On the reactive stack, return a Flux<ServerSentEvent<T>> — no manual threads, fully non-blocking:

@RestController
@RequestMapping("/api/sse")
public class TickerController {

    @GetMapping(value = "/prices", produces = MediaType.TEXT_EVENT_STREAM_VALUE)
    public Flux<ServerSentEvent<BigDecimal>> prices() {
        return Flux.interval(Duration.ofSeconds(1))
                .map(seq -> ServerSentEvent.<BigDecimal>builder()
                        .id(String.valueOf(seq))
                        .event("price")
                        .data(randomPrice())
                        .build());
    }
}

A bare Flux<T> with produces=text/event-stream also works (Spring wraps each element as a data: line), but ServerSentEvent lets you set id, event, retry, and comment. See Reactive REST and Mono & Flux.

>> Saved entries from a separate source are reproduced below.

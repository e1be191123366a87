//! Rule presets for common configurations.

use crate::{ExceptionDeclaration, VariableNaming};
use phlint_core::RuleBox;

/// Preset configurations for phlint.
#[derive(Debug, Clone, Copy, PartialEq, Eq)]
pub enum Preset {
    /// Recommended rules with sensible defaults.
    Recommended,
    /// Minimal rules for gradual adoption.
    Minimal,
}

impl Preset {
    /// Returns the rules for this preset.
    #[must_use]
    pub fn rules(self) -> Vec<RuleBox> {
        match self {
            Self::Recommended => recommended_rules(),
            Self::Minimal => minimal_rules(),
        }
    }
}

/// Returns the recommended set of rules.
///
/// Includes:
/// - `exception-declaration` - naming, placement and chainability of exceptions
/// - `variable-naming` - lower camel case variable names
#[must_use]
pub fn recommended_rules() -> Vec<RuleBox> {
    vec![
        Box::new(ExceptionDeclaration::new()),
        Box::new(VariableNaming::new()),
    ]
}

/// Returns the minimal set of rules.
///
/// For gradual adoption, only includes `exception-declaration`.
#[must_use]
pub fn minimal_rules() -> Vec<RuleBox> {
    vec![Box::new(ExceptionDeclaration::new())]
}

/// Returns all available rules.
#[must_use]
pub fn all_rules() -> Vec<RuleBox> {
    recommended_rules()
}
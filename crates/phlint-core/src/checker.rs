//! Checker orchestrating rule dispatch over token streams.

use crate::config::Config;
use crate::context::FileContext;
use crate::rule::RuleBox;
use crate::token::{TokenKind, TokenStream};
use crate::types::{CheckResult, Diagnostic};

use std::collections::HashMap;
use thiserror::Error;
use tracing::debug;

/// Errors that can occur during checking.
///
/// Rules themselves never fail; the only failure at this layer is the
/// host-programming-error case of dispatching a token kind no rule asked
/// for, which is distinct from the diagnostic taxonomy.
#[derive(Debug, Error)]
pub enum CheckError {
    /// A single token was dispatched for a kind no registered rule listens to.
    #[error("no rule registered for trigger kind {kind:?} at position {position}")]
    UnregisteredTrigger {
        /// Kind of the dispatched token.
        kind: TokenKind,
        /// Stream position of the dispatched token.
        position: usize,
    },

    /// Dispatch position past the end of the stream.
    #[error("token position {position} out of bounds for stream of length {len}")]
    PositionOutOfBounds {
        /// Requested position.
        position: usize,
        /// Stream length.
        len: usize,
    },

    /// Configuration error.
    #[error("Configuration error: {0}")]
    Config(#[from] crate::config::ConfigError),
}

/// Builder for configuring a [`Checker`].
#[derive(Default)]
pub struct CheckerBuilder {
    rules: Vec<RuleBox>,
    config: Option<Config>,
}

impl CheckerBuilder {
    /// Creates a new builder with default settings.
    #[must_use]
    pub fn new() -> Self {
        Self::default()
    }

    /// Adds a rule to the checker.
    #[must_use]
    pub fn rule<R: crate::Rule + 'static>(mut self, rule: R) -> Self {
        self.rules.push(Box::new(rule));
        self
    }

    /// Adds a boxed rule to the checker.
    #[must_use]
    pub fn rule_box(mut self, rule: RuleBox) -> Self {
        self.rules.push(rule);
        self
    }

    /// Sets the configuration.
    #[must_use]
    pub fn config(mut self, config: Config) -> Self {
        self.config = Some(config);
        self
    }

    /// Builds the checker, registering each rule under its trigger kinds.
    #[must_use]
    pub fn build(self) -> Checker {
        let mut registry: HashMap<TokenKind, Vec<usize>> = HashMap::new();
        for (index, rule) in self.rules.iter().enumerate() {
            for &kind in rule.triggers() {
                registry.entry(kind).or_default().push(index);
            }
        }

        Checker {
            rules: self.rules,
            registry,
            config: self.config.unwrap_or_default(),
        }
    }
}

/// Dispatches registered rules over token streams and collects diagnostics.
///
/// Use [`Checker::builder()`] to construct an instance. The checker holds
/// no per-file state: each [`Checker::check_stream`] call is independent,
/// so a host processing files concurrently can share one checker across
/// threads.
pub struct Checker {
    rules: Vec<RuleBox>,
    registry: HashMap<TokenKind, Vec<usize>>,
    config: Config,
}

impl Checker {
    /// Creates a new builder for configuring a checker.
    #[must_use]
    pub fn builder() -> CheckerBuilder {
        CheckerBuilder::new()
    }

    /// Returns the number of registered rules.
    #[must_use]
    pub fn rule_count(&self) -> usize {
        self.rules.len()
    }

    /// Returns true when at least one rule listens to `kind`.
    #[must_use]
    pub fn is_registered(&self, kind: TokenKind) -> bool {
        self.registry.contains_key(&kind)
    }

    /// Checks one tokenized file: walks the stream in order, invokes every
    /// interested rule per trigger token, and returns the collected
    /// diagnostics sorted by line. The sort is stable, so emission order is
    /// preserved within a line.
    #[must_use]
    pub fn check_stream(&self, ctx: &FileContext, stream: &TokenStream) -> CheckResult {
        debug!(path = ctx.path, tokens = stream.len(), "checking file");

        let mut result = CheckResult::new();
        for (pos, token) in stream.iter() {
            if let Some(indices) = self.registry.get(&token.kind) {
                result
                    .diagnostics
                    .extend(self.dispatch(indices, ctx, stream, pos));
            }
        }

        result
            .diagnostics
            .sort_by_key(|d| (d.location.file.clone(), d.location.line));
        result.files_checked = 1;

        debug!(
            path = ctx.path,
            diagnostics = result.diagnostics.len(),
            "file checked"
        );
        result
    }

    /// Checks a single trigger position.
    ///
    /// # Errors
    ///
    /// Returns [`CheckError::UnregisteredTrigger`] when the token kind at
    /// `pos` has no interested rule, and [`CheckError::PositionOutOfBounds`]
    /// when `pos` is past the end of the stream. Both are precondition
    /// violations in the host, not style findings.
    pub fn check_token(
        &self,
        ctx: &FileContext,
        stream: &TokenStream,
        pos: usize,
    ) -> Result<Vec<Diagnostic>, CheckError> {
        let kind = stream
            .kind_at(pos)
            .ok_or(CheckError::PositionOutOfBounds {
                position: pos,
                len: stream.len(),
            })?;

        let indices = self
            .registry
            .get(&kind)
            .ok_or(CheckError::UnregisteredTrigger {
                kind,
                position: pos,
            })?;

        Ok(self.dispatch(indices, ctx, stream, pos))
    }

    /// Invokes the given rules for one trigger token, honoring per-rule
    /// enablement and severity overrides from the configuration.
    fn dispatch(
        &self,
        indices: &[usize],
        ctx: &FileContext,
        stream: &TokenStream,
        pos: usize,
    ) -> Vec<Diagnostic> {
        let mut diagnostics = Vec::new();
        for &index in indices {
            let rule = &self.rules[index];
            if !self.config.is_rule_enabled(rule.name()) {
                debug!(rule = rule.name(), "skipping disabled rule");
                continue;
            }

            let rule_config = self.config.rule_config(rule.name());
            let mut found = rule.check(ctx, stream, pos, &rule_config);

            if let Some(severity) = self.config.rule_severity(rule.name()) {
                for d in &mut found {
                    d.severity = severity;
                }
            }
            diagnostics.extend(found);
        }
        diagnostics
    }
}
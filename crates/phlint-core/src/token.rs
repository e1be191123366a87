//! Token model for one tokenized source file.
//!
//! The tokenizer itself lives in the host; this crate only consumes the
//! stream it produces. A [`TokenStream`] is immutable once built and rules
//! hold only a borrowed view of it.

use serde::{Deserialize, Serialize};

/// Structural classification of a token.
#[derive(Debug, Clone, Copy, PartialEq, Eq, Hash, Serialize, Deserialize)]
#[serde(rename_all = "snake_case")]
pub enum TokenKind {
    /// The `class` keyword.
    Class,
    /// The `interface` keyword.
    Interface,
    /// The `function` keyword.
    Function,
    /// The `extends` keyword.
    Extends,
    /// A bare identifier (class name, function name, type segment).
    Identifier,
    /// A variable reference, text includes the leading `$` sigil.
    Variable,
    /// The `::` static member access operator.
    DoubleColon,
    /// The `\` namespace separator.
    NsSeparator,
    /// `{`
    OpenBrace,
    /// `}`
    CloseBrace,
    /// `(`
    OpenParen,
    /// `)`
    CloseParen,
    /// `,`
    Comma,
    /// `=`
    Equals,
    /// Whitespace run, including newlines.
    Whitespace,
    /// Anything the checker has no interest in.
    Other,
}

/// A single token: classification, 1-based source line and raw text.
#[derive(Debug, Clone, PartialEq, Eq, Serialize, Deserialize)]
pub struct Token {
    /// Structural classification.
    pub kind: TokenKind,
    /// 1-based source line the token starts on.
    pub line: usize,
    /// Raw source text of the token.
    pub text: String,
}

impl Token {
    /// Creates a new token.
    #[must_use]
    pub fn new(kind: TokenKind, line: usize, text: impl Into<String>) -> Self {
        Self {
            kind,
            line,
            text: text.into(),
        }
    }
}

/// An ordered, indexable sequence of tokens for one source file.
///
/// Owned by the host; rules receive `&TokenStream` and never mutate it.
#[derive(Debug, Clone, Default, PartialEq, Eq, Serialize, Deserialize)]
pub struct TokenStream {
    tokens: Vec<Token>,
}

impl TokenStream {
    /// Wraps a token vector produced by the host's tokenizer.
    #[must_use]
    pub fn new(tokens: Vec<Token>) -> Self {
        Self { tokens }
    }

    /// Returns the token at `pos`, or `None` when out of bounds.
    #[must_use]
    pub fn get(&self, pos: usize) -> Option<&Token> {
        self.tokens.get(pos)
    }

    /// Returns the token kind at `pos`, or `None` when out of bounds.
    #[must_use]
    pub fn kind_at(&self, pos: usize) -> Option<TokenKind> {
        self.tokens.get(pos).map(|t| t.kind)
    }

    /// Number of tokens in the stream.
    #[must_use]
    pub fn len(&self) -> usize {
        self.tokens.len()
    }

    /// Returns true when the stream holds no tokens.
    #[must_use]
    pub fn is_empty(&self) -> bool {
        self.tokens.is_empty()
    }

    /// Iterates over `(position, token)` pairs in file order.
    pub fn iter(&self) -> impl Iterator<Item = (usize, &Token)> {
        self.tokens.iter().enumerate()
    }
}

impl std::ops::Index<usize> for TokenStream {
    type Output = Token;

    fn index(&self, pos: usize) -> &Token {
        &self.tokens[pos]
    }
}
//! Configuration types for phlint.

use serde::{Deserialize, Serialize};
use std::collections::HashMap;
use std::path::PathBuf;

/// Top-level configuration for a check run.
///
/// Immutable for the lifetime of a run; the checker reads it, rules
/// receive only their own [`RuleConfig`] slice.
#[derive(Debug, Clone, Default, Serialize, Deserialize)]
pub struct Config {
    /// Preset to use (e.g., "recommended", "minimal").
    #[serde(default)]
    pub preset: Option<String>,

    /// Severity threshold for reporting a run as failed (default: "error").
    /// Resolve it with [`Config::fail_on_severity`] before passing it to
    /// [`crate::CheckResult::format_test_report`] or
    /// [`crate::CheckResult::has_diagnostics_at`].
    #[serde(default)]
    pub fail_on: Option<String>,

    /// Per-rule configurations, keyed by rule name.
    #[serde(default)]
    pub rules: HashMap<String, RuleConfig>,
}

impl Config {
    /// Creates a new default configuration.
    #[must_use]
    pub fn new() -> Self {
        Self::default()
    }

    /// Loads configuration from a TOML file.
    ///
    /// # Errors
    ///
    /// Returns an error if the file cannot be read or parsed.
    pub fn from_file(path: &std::path::Path) -> Result<Self, ConfigError> {
        let content = std::fs::read_to_string(path).map_err(|e| ConfigError::Io {
            path: path.to_path_buf(),
            source: e,
        })?;
        Self::parse(&content)
    }

    /// Parses configuration from a TOML string.
    ///
    /// # Errors
    ///
    /// Returns an error if the TOML is invalid.
    pub fn parse(content: &str) -> Result<Self, ConfigError> {
        toml::from_str(content).map_err(|e| ConfigError::Parse {
            message: e.to_string(),
        })
    }

    /// Checks if a rule is enabled.
    #[must_use]
    pub fn is_rule_enabled(&self, rule_name: &str) -> bool {
        self.rules
            .get(rule_name)
            .map_or(true, |c| c.enabled.unwrap_or(true))
    }

    /// Gets the severity override for a rule.
    #[must_use]
    pub fn rule_severity(&self, rule_name: &str) -> Option<crate::Severity> {
        self.rules.get(rule_name).and_then(|c| c.severity)
    }

    /// Resolves the `fail_on` threshold to a severity.
    ///
    /// Defaults to [`crate::Severity::Error`] when unset.
    ///
    /// # Errors
    ///
    /// Returns an error for a value other than "error", "warning" or "info".
    pub fn fail_on_severity(&self) -> Result<crate::Severity, ConfigError> {
        match self.fail_on.as_deref() {
            None | Some("error") => Ok(crate::Severity::Error),
            Some("warning") => Ok(crate::Severity::Warning),
            Some("info") => Ok(crate::Severity::Info),
            Some(other) => Err(ConfigError::UnknownSeverity {
                name: other.to_string(),
            }),
        }
    }

    /// Gets the configuration slice for a rule, or a default when absent.
    #[must_use]
    pub fn rule_config(&self, rule_name: &str) -> RuleConfig {
        self.rules.get(rule_name).cloned().unwrap_or_default()
    }
}

/// Per-rule configuration.
#[derive(Debug, Clone, Default, Serialize, Deserialize)]
pub struct RuleConfig {
    /// Whether this rule is enabled.
    #[serde(default)]
    pub enabled: Option<bool>,

    /// Severity override for this rule.
    #[serde(default)]
    pub severity: Option<crate::Severity>,

    /// Rule-specific options as key-value pairs.
    #[serde(flatten)]
    pub options: HashMap<String, toml::Value>,
}

impl RuleConfig {
    /// Gets a boolean option with a default value.
    #[must_use]
    pub fn get_bool(&self, key: &str, default: bool) -> bool {
        self.options
            .get(key)
            .and_then(toml::Value::as_bool)
            .unwrap_or(default)
    }

    /// Gets a string option with a default value.
    #[must_use]
    pub fn get_str<'a>(&'a self, key: &str, default: &'a str) -> &'a str {
        self.options
            .get(key)
            .and_then(|v| v.as_str())
            .unwrap_or(default)
    }
}

/// Configuration errors.
#[derive(Debug, thiserror::Error)]
pub enum ConfigError {
    /// IO error reading config file.
    #[error("Failed to read config file {path}: {source}")]
    Io {
        /// Path that failed to read.
        path: PathBuf,
        /// Underlying IO error.
        source: std::io::Error,
    },

    /// Parse error in config file.
    #[error("Failed to parse config: {message}")]
    Parse {
        /// Parse error message.
        message: String,
    },

    /// Unknown severity name in `fail_on`.
    #[error("unknown fail_on severity `{name}`, valid values: error, warning, info")]
    UnknownSeverity {
        /// The rejected value.
        name: String,
    },
}

#[cfg(test)]
mod tests {
    use super::*;

    #[test]
    fn default_config_enables_everything() {
        let config = Config::default();
        assert!(config.rules.is_empty());
        assert!(config.is_rule_enabled("exception-declaration"));
        assert!(config.rule_severity("exception-declaration").is_none());
    }

    #[test]
    fn parse_rule_options() {
        let toml = r#"
fail_on = "warning"

[rules.exception-declaration]
enabled = true
severity = "warning"
exceptions_directory_name = "errors"

[rules.variable-naming]
enabled = false
"#;

        let config = Config::parse(toml).expect("config should parse");
        assert_eq!(config.fail_on.as_deref(), Some("warning"));
        assert!(config.is_rule_enabled("exception-declaration"));
        assert!(!config.is_rule_enabled("variable-naming"));
        assert_eq!(
            config.rule_severity("exception-declaration"),
            Some(crate::Severity::Warning)
        );

        let rule_config = config.rule_config("exception-declaration");
        assert_eq!(
            rule_config.get_str("exceptions_directory_name", "exceptions"),
            "errors"
        );
    }

    #[test]
    fn missing_rule_yields_default_config() {
        let config = Config::default();
        let rule_config = config.rule_config("variable-naming");
        assert_eq!(
            rule_config.get_str("exceptions_directory_name", "exceptions"),
            "exceptions"
        );
        assert!(rule_config.get_bool("anything", true));
    }

    #[test]
    fn fail_on_defaults_to_error() {
        let config = Config::default();
        assert_eq!(
            config.fail_on_severity().expect("default should resolve"),
            crate::Severity::Error
        );
    }

    #[test]
    fn fail_on_resolves_configured_threshold() {
        let config = Config::parse("fail_on = \"warning\"").expect("config should parse");
        assert_eq!(
            config.fail_on_severity().expect("warning should resolve"),
            crate::Severity::Warning
        );

        let config = Config::parse("fail_on = \"info\"").expect("config should parse");
        assert_eq!(
            config.fail_on_severity().expect("info should resolve"),
            crate::Severity::Info
        );
    }

    #[test]
    fn unknown_fail_on_value_is_rejected() {
        let config = Config::parse("fail_on = \"critical\"").expect("config should parse");
        let err = config.fail_on_severity().expect_err("should be rejected");
        assert!(matches!(err, ConfigError::UnknownSeverity { .. }));
        assert!(err.to_string().contains("critical"));
    }

    #[test]
    fn invalid_toml_is_a_parse_error() {
        let err = Config::parse("rules = [broken").expect_err("should fail");
        assert!(matches!(err, ConfigError::Parse { .. }));
    }
}
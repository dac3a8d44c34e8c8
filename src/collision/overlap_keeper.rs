//! Begin/end bookkeeping for overlapping pairs across two steps

/// Remembers which pairs touched this step and last step.
///
/// Both generations are kept as sorted vectors of canonical `(low, high)`
/// pairs, so the begin/end diff is a single merge walk.
#[derive(Debug, Clone)]
pub struct OverlapKeeper<K> {
    current: Vec<(K, K)>,
    previous: Vec<(K, K)>,
}

impl<K> Default for OverlapKeeper<K> {
    fn default() -> Self {
        Self {
            current: Vec::new(),
            previous: Vec::new(),
        }
    }
}

impl<K: Ord + Copy> OverlapKeeper<K> {
    pub fn new() -> Self {
        Self::default()
    }

    fn key(a: K, b: K) -> (K, K) {
        if a <= b {
            (a, b)
        } else {
            (b, a)
        }
    }

    /// Records an overlap for the current step. Duplicates are ignored.
    pub fn set(&mut self, a: K, b: K) {
        let key = Self::key(a, b);
        if let Err(index) = self.current.binary_search(&key) {
            self.current.insert(index, key);
        }
    }

    /// Starts a new step: the current generation becomes the previous one
    pub fn tick(&mut self) {
        std::mem::swap(&mut self.current, &mut self.previous);
        self.current.clear();
    }

    pub fn is_overlapping(&self, a: K, b: K) -> bool {
        self.current.binary_search(&Self::key(a, b)).is_ok()
    }

    pub fn was_overlapping(&self, a: K, b: K) -> bool {
        self.previous.binary_search(&Self::key(a, b)).is_ok()
    }

    /// Pairs that started touching this step and pairs that stopped
    pub fn diff(&self, additions: &mut Vec<(K, K)>, removals: &mut Vec<(K, K)>) {
        let (mut i, mut j) = (0, 0);
        while i < self.current.len() && j < self.previous.len() {
            let (cur, prev) = (self.current[i], self.previous[j]);
            match cur.cmp(&prev) {
                std::cmp::Ordering::Less => {
                    additions.push(cur);
                    i += 1;
                }
                std::cmp::Ordering::Greater => {
                    removals.push(prev);
                    j += 1;
                }
                std::cmp::Ordering::Equal => {
                    i += 1;
                    j += 1;
                }
            }
        }
        additions.extend_from_slice(&self.current[i..]);
        removals.extend_from_slice(&self.previous[j..]);
    }

    /// Drops every pair mentioning `key` from both generations
    pub fn remove_key(&mut self, key: K) {
        self.current.retain(|&(a, b)| a != key && b != key);
        self.previous.retain(|&(a, b)| a != key && b != key);
    }

    pub fn current(&self) -> &[(K, K)] {
        &self.current
    }
}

Consuming SSE in the browser

The native EventSource API handles the connection and reconnection automatically:

const source = new EventSource('/api/sse/progress');

source.addEventListener('progress', (e) => {
  const data = JSON.parse(e.data);
  console.log(`progress: ${data.percent}%`);
});

source.onerror = () => console.log('disconnected — browser will retry');

addEventListener('progress', ...) matches the event:progress name; use source.onmessage for unnamed events.

Reconnection and event IDs

SSE reconnection is built into the protocol:

  • If the connection drops, the browser reconnects automatically after a delay.
  • It sends the last received id back in a Last-Event-ID header, so the server can resume from where it left off.
  • The server can suggest a retry delay by emitting a retry: field (set .retry(Duration.ofSeconds(3)) on ServerSentEvent).
@GetMapping(value = "/feed", produces = MediaType.TEXT_EVENT_STREAM_VALUE)
public Flux<ServerSentEvent<String>> feed(
        @RequestHeader(value = "Last-Event-ID", required = false) String lastId) {
    long start = lastId == null ? 0 : Long.parseLong(lastId) + 1;
    return eventsFrom(start);   // resume after the last delivered id
}

SSE vs WebSockets

AspectSSEWebSockets
DirectionOne-way (server → client)Full-duplex
ProtocolPlain HTTP, text/event-streamUpgraded ws:// / wss://
Browser APIEventSource (built-in)WebSocket + STOMP libs
Auto-reconnectYes, with Last-Event-IDManual
Data formatUTF-8 text onlyText or binary
Best forNotifications, progress, feedsChat, games, collaboration
ComplexityLowHigher

Note: Choose SSE when the client only listens. Reach for WebSockets when the client also needs to send messages over the same channel, or when you need binary frames.

Pitfalls

  • Servlet threads: in MVC each SseEmitter holds a connection; on a thread-per-request server, many open streams can exhaust the pool. WebFlux avoids this.
  • Proxies / buffering: some reverse proxies buffer responses — disable buffering (e.g. nginx X-Accel-Buffering: no) so events flush promptly.
  • Connection limits: browsers cap concurrent connections per origin over HTTP/1.1; HTTP/2 multiplexing removes this.
  • Always close emitters and clean up dead subscribers to avoid leaks.